Accepted Papers:

Disowning Cultures, Disentangling Natures  

Author:

Michael Goldsmith (University of Waikato)

Paper Short Abstract:

This paper will analyse the issue of replication by examining 'disownership claims'. These include refusals to replicate, proposals to disentangle replication, regrets over previous replication, and suggestions to antagonists that they go replicate themselves.

Paper long abstract:

This paper will analyse the issue of replication by examining 'disownership claims'. These include refusals to replicate, proposals to disentangle replication, regrets over previous replication, and suggestions to antagonists that they go replicate themselves.

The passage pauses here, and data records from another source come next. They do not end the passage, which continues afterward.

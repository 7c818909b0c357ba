//! Error types for the ledger core

use thiserror::Error;

/// Result type for ledger operations
pub type Result<T> = std::result::Result<T, Error>;

/// Ledger errors
#[derive(Error, Debug)]
pub enum Error {
    /// Field-shape failure on an account or block field
    #[error("Validation error: {0}")]
    Validation(String),

    /// Block or transaction schema failure, carrying every collected field error
    #[error("Failed to validate block schema: {}", .0.join(", "))]
    SchemaValidation(Vec<String>),

    /// Malformed public key in an account write
    #[error("Invalid public key: {0}")]
    InvalidPublicKey(String),

    /// A non-negative field would go below zero
    #[error("Insufficient funds: account {address} {field} is {available}, cannot subtract {requested}")]
    InsufficientFunds {
        /// Account address
        address: String,
        /// Field being decremented
        field: &'static str,
        /// Current value
        available: i64,
        /// Requested decrement
        requested: i64,
    },

    /// Signing or key material failure
    #[error("Crypto error: {0}")]
    Crypto(String),

    /// Hex/base58 decoding failure
    #[error("Encoding error: {0}")]
    Encoding(String),

    /// Storage transaction failure
    #[error("Ledger error: {0}")]
    Ledger(String),

    /// Height outside the chain (heights start at 1)
    #[error("Invalid height: {0}")]
    InvalidHeight(i64),

    /// Reward slot index outside the round
    #[error("Invalid slot index {index} for round with {len} rewards")]
    InvalidSlotIndex {
        /// Requested index
        index: usize,
        /// Number of rewards in the round
        len: usize,
    },

    /// Block not found
    #[error("Block not found: {0}")]
    BlockNotFound(String),

    /// Concurrency error (sequencer closed, etc.)
    #[error("Concurrency error: {0}")]
    Concurrency(String),

    /// Configuration error
    #[error("Configuration error: {0}")]
    Config(String),

    /// Serialization error
    #[error("Serialization error: {0}")]
    Serialization(#[from] bincode::Error),

    /// IO error
    #[error("IO error: {0}")]
    Io(#[from] std::io::Error),
}

#[cfg(feature = "rocksdb")]
impl From<rocksdb::Error> for Error {
    fn from(err: rocksdb::Error) -> Self {
        Error::Ledger(err.to_string())
    }
}

impl From<hex::FromHexError> for Error {
    fn from(err: hex::FromHexError) -> Self {
        Error::Encoding(err.to_string())
    }
}

impl Error {
    /// Whether the caller may retry the operation unchanged
    pub fn is_retryable(&self) -> bool {
        matches!(self, Error::Ledger(_) | Error::Concurrency(_))
    }
}

#[cfg(test)]
mod tests {
    use super::*;

    #[test]
    fn test_schema_error_lists_every_field() {
        let err = Error::SchemaValidation(vec![
            "blockSignature: missing".to_string(),
            "payloadHash: not hex".to_string(),
        ]);
        let msg = err.to_string();
        assert!(msg.contains("blockSignature"));
        assert!(msg.contains("payloadHash"));
    }

    #[test]
    fn test_retryable_kinds() {
        assert!(Error::Ledger("write failed".into()).is_retryable());
        assert!(!Error::InvalidHeight(0).is_retryable());
    }
}
//! Container engine capability interface
//!
//! The lifecycle orchestrator only talks to the container runtime through
//! [`ContainerEngine`]. [`docker::DockerEngine`] drives a real Docker
//! daemon; [`fake::FakeEngine`] keeps everything in memory for tests.

pub mod docker;
pub mod fake;
pub mod labels;

use crate::error::Result;
use async_trait::async_trait;
use chrono::{DateTime, Utc};
use std::collections::HashMap;
use std::path::PathBuf;

pub use docker::DockerEngine;
pub use fake::FakeEngine;

/// Snapshot of a container as reported by the engine.
///
/// Fetched fresh for every decision and never cached.
#[derive(Debug, Clone, Default, PartialEq, Eq)]
pub struct ContainerState {
    /// Container exists
    pub exists: bool,
    /// Container is running
    pub running: bool,
    /// Container labels
    pub labels: HashMap<String, String>,
    /// Creation time reported by the engine
    pub created_at: Option<DateTime<Utc>>,
}

impl ContainerState {
    /// State of a name the engine does not know
    pub fn absent() -> Self {
        Self::default()
    }
}

/// A managed container, as returned by [`ContainerEngine::list`]
#[derive(Debug, Clone, PartialEq, Eq)]
pub struct ContainerSummary {
    /// Container name
    pub name: String,
    /// Container is running
    pub running: bool,
    /// Container labels
    pub labels: HashMap<String, String>,
    /// Creation time reported by the engine
    pub created_at: Option<DateTime<Utc>>,
}

/// Host directory bound into the sandbox
#[derive(Debug, Clone, PartialEq, Eq)]
pub struct BindMount {
    /// Canonical host path
    pub source: PathBuf,
    /// Path inside the container
    pub target: String,
}

/// Everything the engine needs to create a sandbox container
#[derive(Debug, Clone, Default, PartialEq, Eq)]
pub struct ContainerSpec {
    /// Container name
    pub name: String,
    /// Image tag
    pub image: String,
    /// Labels recording the workspace identity
    pub labels: HashMap<String, String>,
    /// Workspace bind mounts
    pub mounts: Vec<BindMount>,
    /// Environment as `KEY=VALUE`
    pub env: Vec<String>,
    /// Added Linux capabilities
    pub cap_add: Vec<String>,
    /// Share the host network namespace
    pub host_network: bool,
    /// Keep-alive command
    pub command: Vec<String>,
}

/// Image build options
#[derive(Debug, Clone, Default, PartialEq, Eq)]
pub struct BuildOptions {
    /// Ignore the layer cache
    pub no_cache: bool,
    /// `--build-arg` values
    pub build_args: HashMap<String, String>,
}

/// Captured result of a non-interactive exec
#[derive(Debug, Clone, Default, PartialEq, Eq)]
pub struct ExecOutput {
    /// Exit code
    pub exit_code: i64,
    /// Standard output
    pub stdout: String,
    /// Standard error
    pub stderr: String,
}

impl ExecOutput {
    /// Check if the command was successful
    pub fn success(&self) -> bool {
        self.exit_code == 0
    }
}

/// Minimal set of container runtime operations the orchestrator relies on
#[async_trait]
pub trait ContainerEngine: Send + Sync {
    /// Current state of `name`; a missing container is not an error
    async fn inspect(&self, name: &str) -> Result<ContainerState>;

    /// Create and start a container.
    ///
    /// Fails with [`crate::EngineError::NameConflict`] when the name is taken.
    async fn create(&self, spec: &ContainerSpec) -> Result<()>;

    /// Start a stopped container
    async fn start(&self, name: &str) -> Result<()>;

    /// Remove a container
    async fn remove(&self, name: &str, force: bool) -> Result<()>;

    /// Run `argv` inside the container as root and capture its output
    async fn exec(&self, name: &str, argv: &[String]) -> Result<ExecOutput>;

    /// Run `argv` inside the container attached to the caller's terminal,
    /// returning its exit code once the session ends
    async fn attach(&self, name: &str, argv: &[String]) -> Result<i32>;

    /// Whether an image with `tag` is present locally
    async fn image_exists(&self, tag: &str) -> Result<bool>;

    /// Build `tag` from `context_dir`
    async fn build(&self, tag: &str, context_dir: &std::path::Path, options: &BuildOptions) -> Result<()>;

    /// Last `tail` lines of container output
    async fn logs(&self, name: &str, tail: usize) -> Result<Vec<u8>>;

    /// All containers carrying the sandbox signature label
    async fn list(&self) -> Result<Vec<ContainerSummary>>;
}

In New Zealand (and probably also in other post-colonial settler societies), the sorts of texts in question achieve particular salience at moments of heightened tension when indigenous and settler claims to citizenship and property are contested more virulently than usual. In 2004, for example, in the aftermath of Brash's Orewa speech and at the height of the foreshore and seabed controversy, New Zealanders on opposing sides of the political debates engaged in wrangling over who had benefited from European 'civilisation' and by how much. On one view, some non-Maori asserted that if Maori wanted to claim the foreshore and seabed (the patrimony of 'all New Zealanders') then they should 'return' various items of cultural and technological progress that accompanied colonialism. Conversely, some Maori and their supporters asserted that if Pakeha insisted on reclaiming the goods that they had brought, then they should take back the associated ills of civilisation as well. When the list of cultural exchanges and replications runs out, it is readily supplemented by examples drawn from the natural environment. The locally situated occurrence of such arguments should not be allowed to disguise the fact they have specific antecedents in the genealogy of colonial and counter-colonial discourse (especially, no doubt, at moments of decolonisation).